*** Opening of Records to process ***

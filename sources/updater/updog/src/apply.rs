//! Side-by-side installation. Each version is unpacked into its own directory under `versions/`
//! and the `current` symlink names the active one. Switching versions replaces the symlink with a
//! single rename, so a crash at any point leaves `current` pointing at a complete directory.

use crate::checker::Update;
use crate::config::{Config, STATE_DIR};
use crate::error::{self, Result};
use crate::io::Fetcher;
use crate::join_url;
use flate2::read::GzDecoder;
use fs2::FileExt;
use log::{debug, info, warn};
use semver::Version;
use snafu::{ensure, ResultExt};
use std::fs::{self, File, OpenOptions};
use std::io::ErrorKind;
use std::path::{Path, PathBuf};
use tempfile::TempDir;
use tokio::io::AsyncWriteExt;
use tokio_util::sync::CancellationToken;
use url::Url;

const VERSIONS_DIR: &str = "versions";
const CURRENT_LINK: &str = "current";
const LOCK_FILE: &str = "apply.lock";
const STAGING_PREFIX: &str = ".staging-";

/// An installation root: the versions installed side by side and the pointer to the active one.
#[derive(Debug, Clone)]
pub struct Installation {
    root: PathBuf,
}

impl Installation {
    pub fn new<P: Into<PathBuf>>(root: P) -> Self {
        Self { root: root.into() }
    }

    pub fn root(&self) -> &Path {
        &self.root
    }

    pub fn versions_dir(&self) -> PathBuf {
        self.root.join(VERSIONS_DIR)
    }

    pub fn version_dir(&self, version: &Version) -> PathBuf {
        self.versions_dir().join(version.to_string())
    }

    /// The symlink naming the active version directory.
    pub fn current_link(&self) -> PathBuf {
        self.root.join(CURRENT_LINK)
    }

    /// Creates the installation's directories if they don't exist yet.
    pub fn prepare(&self) -> Result<()> {
        for path in [self.versions_dir(), self.root.join(STATE_DIR)] {
            fs::create_dir_all(&path).context(error::DirCreateSnafu { path })?;
        }
        Ok(())
    }

    /// The version the `current` link points at, or `None` if nothing was installed by the
    /// client yet.
    pub fn active_version(&self) -> Result<Option<Version>> {
        let link = self.current_link();
        let target = match fs::read_link(&link) {
            Ok(target) => target,
            Err(e) if e.kind() == ErrorKind::NotFound => return Ok(None),
            Err(e) => return Err(e).context(error::ReadLinkSnafu { path: link }),
        };
        let version = target
            .file_name()
            .and_then(|name| name.to_str())
            .and_then(|name| Version::parse(name).ok());
        if version.is_none() {
            warn!(
                "{} points at {}, which is not a version directory",
                link.display(),
                target.display()
            );
        }
        Ok(version)
    }

    /// The newer of the provisioned version and the active version.
    pub fn installed_version(&self, provisioned: &Version) -> Result<Version> {
        Ok(match self.active_version()? {
            Some(active) if active > *provisioned => active,
            _ => provisioned.clone(),
        })
    }

    /// Every version directory, oldest first.
    pub fn versions(&self) -> Result<Vec<Version>> {
        let dir = self.versions_dir();
        let entries = match fs::read_dir(&dir) {
            Ok(entries) => entries,
            Err(e) if e.kind() == ErrorKind::NotFound => return Ok(Vec::new()),
            Err(e) => return Err(e).context(error::ListDirSnafu { path: dir }),
        };
        let mut versions = Vec::new();
        for entry in entries {
            let entry = entry.context(error::ListDirSnafu { path: &dir })?;
            if let Some(version) = entry
                .file_name()
                .to_str()
                .and_then(|name| Version::parse(name).ok())
            {
                versions.push(version);
            }
        }
        versions.sort();
        Ok(versions)
    }

    /// Takes the installation's apply lock, or fails if another process or task holds it.
    fn try_lock(&self) -> Result<InstallLock> {
        let path = self.root.join(STATE_DIR).join(LOCK_FILE);
        let file = OpenOptions::new()
            .create(true)
            .truncate(false)
            .write(true)
            .open(&path)
            .context(error::LockSnafu { path: &path })?;
        match file.try_lock_exclusive() {
            Ok(()) => Ok(InstallLock { _file: file }),
            Err(e) if e.kind() == fs2::lock_contended_error().kind() => {
                error::ApplyLockedSnafu { path: &self.root }.fail()
            }
            Err(e) => Err(e).context(error::LockSnafu { path }),
        }
    }

    /// Points `current` at `version` by renaming a fresh symlink over it.
    fn activate(&self, version: &Version) -> Result<()> {
        let target = Path::new(VERSIONS_DIR).join(version.to_string());
        let temp_link = self
            .root
            .join(format!(".{CURRENT_LINK}.{}", std::process::id()));
        match fs::remove_file(&temp_link) {
            Ok(()) => {}
            Err(e) if e.kind() == ErrorKind::NotFound => {}
            Err(e) => {
                return Err(e).context(error::SymlinkSnafu {
                    version: version.clone(),
                })
            }
        }
        std::os::unix::fs::symlink(&target, &temp_link).context(error::SymlinkSnafu {
            version: version.clone(),
        })?;
        fs::rename(&temp_link, self.current_link()).context(error::SymlinkSnafu {
            version: version.clone(),
        })?;
        info!("Active version is now {}", version);
        Ok(())
    }

    /// Removes staging directories left behind by an apply that was killed. Only called with the
    /// apply lock held, so none of them can belong to a running apply.
    fn remove_stale_staging(&self) -> Result<()> {
        let dir = self.versions_dir();
        for entry in fs::read_dir(&dir).context(error::ListDirSnafu { path: &dir })? {
            let entry = entry.context(error::ListDirSnafu { path: &dir })?;
            if entry.file_name().to_string_lossy().starts_with(STAGING_PREFIX) {
                let path = entry.path();
                fs::remove_dir_all(&path).context(error::RemoveSnafu { path: &path })?;
                info!("Removed stale staging directory {}", path.display());
            }
        }
        Ok(())
    }

    /// Removes all but the newest `retain` versions. The active version is always kept.
    fn prune(&self, retain: usize) -> Result<()> {
        let active = self.active_version()?;
        let versions = self.versions()?;
        let keep_from = versions.len().saturating_sub(retain.max(1));
        for version in &versions[..keep_from] {
            if Some(version) == active.as_ref() {
                continue;
            }
            let path = self.version_dir(version);
            fs::remove_dir_all(&path).context(error::RemoveSnafu { path })?;
            info!("Removed old version {}", version);
        }
        Ok(())
    }
}

/// Held while an update is applied; dropping it releases the lock.
#[derive(Debug)]
struct InstallLock {
    _file: File,
}

/// Downloads, verifies and installs `update`, returning true if the application must restart to
/// run it. Until the final rename nothing outside the staging directory changes; if `cancel`
/// fires or anything fails before then, the staging directory is removed and the installation
/// is left as it was.
pub(crate) async fn apply(
    config: &Config,
    fetcher: &Fetcher<'_>,
    installation: &Installation,
    update: &Update,
    cancel: &CancellationToken,
) -> Result<bool> {
    installation.prepare()?;
    let _lock = installation.try_lock()?;
    if let Err(e) = installation.remove_stale_staging() {
        warn!("Failed to remove stale staging directories: {}", e);
    }

    if installation.active_version()?.as_ref() == Some(&update.version) {
        info!("{} {} is already active", update.name, update.version);
        return Ok(false);
    }
    update
        .target
        .check_path(&update.path)
        .context(error::TargetPathSnafu)?;

    let versions_dir = installation.versions_dir();
    let staging = tempfile::Builder::new()
        .prefix(STAGING_PREFIX)
        .tempdir_in(&versions_dir)
        .context(error::StagingSnafu {
            path: &versions_dir,
        })?;
    let archive_path = staging.path().join(&update.path);
    let url = archive_url(config, update)?;
    info!("Downloading {}", url);
    let mut file = tokio::fs::File::create(&archive_path)
        .await
        .context(error::WriteSnafu {
            path: &archive_path,
        })?;
    fetcher.download(&url, &update.target, &mut file).await?;
    file.sync_all().await.context(error::WriteSnafu {
        path: &archive_path,
    })?;
    drop(file);
    debug!("Verified {} ({} bytes)", update.path, update.target.length);

    let unpacked = staging.path().join("unpacked");
    let staging = {
        let unpacked = unpacked.clone();
        tokio::task::spawn_blocking(move || -> Result<TempDir> {
            unpack(&archive_path, &unpacked)?;
            Ok(staging)
        })
        .await
        .context(error::JoinSnafu)??
    };

    // Nothing below awaits, so a cancellation can't interrupt the switch.
    ensure!(!cancel.is_cancelled(), error::CancelledSnafu);
    let dest = installation.version_dir(&update.version);
    if dest.exists() {
        debug!("Replacing inactive copy of {}", update.version);
        fs::remove_dir_all(&dest).context(error::RemoveSnafu { path: &dest })?;
    }
    fs::rename(&unpacked, &dest).context(error::RenameSnafu { path: &dest })?;
    drop(staging);
    installation.activate(&update.version)?;

    if let Err(e) = installation.prune(config.retain_versions) {
        warn!("Failed to remove old versions: {}", e);
    }
    Ok(true)
}

/// The URL of the archive for `update`, per the configured target layout.
fn archive_url(config: &Config, update: &Update) -> Result<Url> {
    let location = config.target_layout.location(&update.path, &update.version);
    join_url(&config.targets_base_url, &location)
}

fn unpack(archive: &Path, dest: &Path) -> Result<()> {
    let file = File::open(archive).context(error::ExtractSnafu { path: archive })?;
    let mut archive_reader = tar::Archive::new(GzDecoder::new(file));
    archive_reader.set_preserve_permissions(true);
    fs::create_dir_all(dest).context(error::DirCreateSnafu { path: dest })?;
    archive_reader
        .unpack(dest)
        .context(error::ExtractSnafu { path: archive })
}

#[cfg(test)]
mod tests {
    use super::*;

    fn installed(dir: &Path, versions: &[&str]) -> Installation {
        let installation = Installation::new(dir);
        installation.prepare().unwrap();
        for version in versions {
            let version = Version::parse(version).unwrap();
            fs::create_dir_all(installation.version_dir(&version)).unwrap();
        }
        installation
    }

    #[test]
    fn activate_switches_current() {
        let dir = tempfile::tempdir().unwrap();
        let installation = installed(dir.path(), &["1.0.0", "1.0.2"]);
        assert_eq!(installation.active_version().unwrap(), None);

        installation.activate(&Version::new(1, 0, 0)).unwrap();
        assert_eq!(
            installation.active_version().unwrap(),
            Some(Version::new(1, 0, 0))
        );
        installation.activate(&Version::new(1, 0, 2)).unwrap();
        assert_eq!(
            installation.active_version().unwrap(),
            Some(Version::new(1, 0, 2))
        );
        assert_eq!(
            fs::read_link(installation.current_link()).unwrap(),
            Path::new("versions/1.0.2")
        );
    }

    #[test]
    fn installed_version_prefers_newer() {
        let dir = tempfile::tempdir().unwrap();
        let installation = installed(dir.path(), &["1.0.2"]);
        let provisioned = Version::new(1, 0, 0);
        assert_eq!(installation.installed_version(&provisioned).unwrap(), provisioned);
        installation.activate(&Version::new(1, 0, 2)).unwrap();
        assert_eq!(
            installation.installed_version(&provisioned).unwrap(),
            Version::new(1, 0, 2)
        );
        assert_eq!(
            installation
                .installed_version(&Version::new(2, 0, 0))
                .unwrap(),
            Version::new(2, 0, 0)
        );
    }

    #[test]
    fn prune_keeps_active_and_newest() {
        let dir = tempfile::tempdir().unwrap();
        let installation = installed(dir.path(), &["0.9.0", "1.0.0", "1.1.0", "1.2.0"]);
        installation.activate(&Version::new(0, 9, 0)).unwrap();
        installation.prune(2).unwrap();
        assert_eq!(
            installation.versions().unwrap(),
            vec![
                Version::new(0, 9, 0),
                Version::new(1, 1, 0),
                Version::new(1, 2, 0)
            ]
        );
    }

    #[test]
    fn second_lock_is_refused() {
        let dir = tempfile::tempdir().unwrap();
        let installation = installed(dir.path(), &[]);
        let held = installation.try_lock().unwrap();
        let err = installation.try_lock().unwrap_err();
        assert_eq!(err.reason(), crate::FailureReason::ApplyInProgress);
        drop(held);
        installation.try_lock().unwrap();
    }

    #[test]
    fn stale_staging_is_removed() {
        let dir = tempfile::tempdir().unwrap();
        let installation = installed(dir.path(), &["1.0.0"]);
        let stale = installation
            .versions_dir()
            .join(format!("{STAGING_PREFIX}abc123"));
        fs::create_dir_all(stale.join("unpacked")).unwrap();

        installation.remove_stale_staging().unwrap();
        assert!(!stale.exists());
        assert_eq!(installation.versions().unwrap(), vec![Version::new(1, 0, 0)]);
    }

    #[test]
    fn archive_url_follows_layout() {
        use tuf_schema::{Hashes, Target, TargetCustom, TargetLayout};

        let version = Version::new(1, 0, 2);
        let update = Update {
            name: "demo".to_owned(),
            version: version.clone(),
            path: "demo-1.0.2.tar.gz".to_owned(),
            target: Target {
                length: 3,
                hashes: Hashes::compute(b"abc"),
                custom: TargetCustom {
                    name: "demo".to_owned(),
                    version,
                },
            },
        };
        let mut config = Config::new(
            "demo",
            Version::new(1, 0, 0),
            Url::parse("https://example.com/metadata/").unwrap(),
            Url::parse("https://github.com/example/demo/releases/download").unwrap(),
            PathBuf::from("/usr/share/demo/root.json"),
            PathBuf::from("/opt/demo"),
        );
        assert_eq!(
            archive_url(&config, &update).unwrap().as_str(),
            "https://github.com/example/demo/releases/download/demo-1.0.2.tar.gz"
        );
        config.target_layout = TargetLayout::Release;
        assert_eq!(
            archive_url(&config, &update).unwrap().as_str(),
            "https://github.com/example/demo/releases/download/v1.0.2/demo-1.0.2.tar.gz"
        );
    }
}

*** Close of Records to process ***

• [Work required]:
What lines above mention "OpenOptions"? Copy each one.

• [Answer to this task]:
use std::fs::{self, File, OpenOptions};
        let file = OpenOptions::new()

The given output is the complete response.